As for their wish-list, quite frankly I don’t want to share that with you. I want to keep it all to myself.

Hilary Delamere defended agents against the theoretical defamation that they were only money-grubbing parasites. But personally I had always thought that they were the golden key (elbow? Metaphor!?) to pushing past the slush pile.

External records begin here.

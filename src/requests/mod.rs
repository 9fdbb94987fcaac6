pub mod cookies;
pub mod form;
pub mod multipart;

pub use cookies::{clear_cookie, get_cookie, session_cookie, SESSION_COOKIE};
pub use form::{parse_form_body, parse_query, FormFields};
pub use multipart::{parse_multipart, FilePart, MultipartForm};

use crate::errors::ServerError;
use astra::Request;
use std::io::Read;

/// Upper bound for request bodies (forms with a handful of photos).
pub const MAX_BODY_BYTES: u64 = 25 * 1024 * 1024;

/// Read the whole request body, refusing anything over [`MAX_BODY_BYTES`].
pub fn read_body(req: Request) -> Result<Vec<u8>, ServerError> {
    let mut body = req.into_body();
    let mut buf = Vec::new();
    body.reader()
        .take(MAX_BODY_BYTES + 1)
        .read_to_end(&mut buf)
        .map_err(|e| ServerError::BadRequest(format!("failed to read body: {e}")))?;

    if buf.len() as u64 > MAX_BODY_BYTES {
        return Err(ServerError::BadRequest("request body too large".into()));
    }
    Ok(buf)
}

pub fn header<'a>(req: &'a Request, name: &str) -> Option<&'a str> {
    req.headers().get(name).and_then(|v| v.to_str().ok())
}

Tracey Corderoy wowed with energy and charm but scared me with her crafting super-powers in a talk about live author events. ‘Take a story sack’ was the lesson I learned, even if it’s only to clutch to your terrified bosom. Jon Reed had to follow on with a session about on-line marketing while one of Tracey’s sparkly spiders still dangled from the lectern. A good tip from Jon was paywithatweet where readers get a free extract or 1-page resource but have to ‘pay’ by tweeting your link.

From Melissa Cox, children’s book buyer for Waterstones, I learned that the ideal book for 9s-12s (the age-group I am currently writing for) has good writing, a good cover, a strong story and leaves ‘em wanting more. Hope that’s sorted, then. And that foil covers aren’t the thing any more, it’s all about sprayed edges. Unfortunately by this time the data projector had done a diva-flounce and stopped cooperating, so we couldn’t see all the titles Melissa wanted to illustrate her talk with.

From there we moved into the strange but fascinating world of children’s story apps, but we’d had cake by then and wine was promised so nothing felt too mystifying.

My last lesson of the day was: snot glue. Think about it. It’s that stuff that sticks things to things. Free stuff on magazine covers. You can roll it up into a ball…eventually. Yes, now you know what I’m talking about, and now you know it has a technical name. Snot glue. You heard it here, courtesy of Nosy Crow.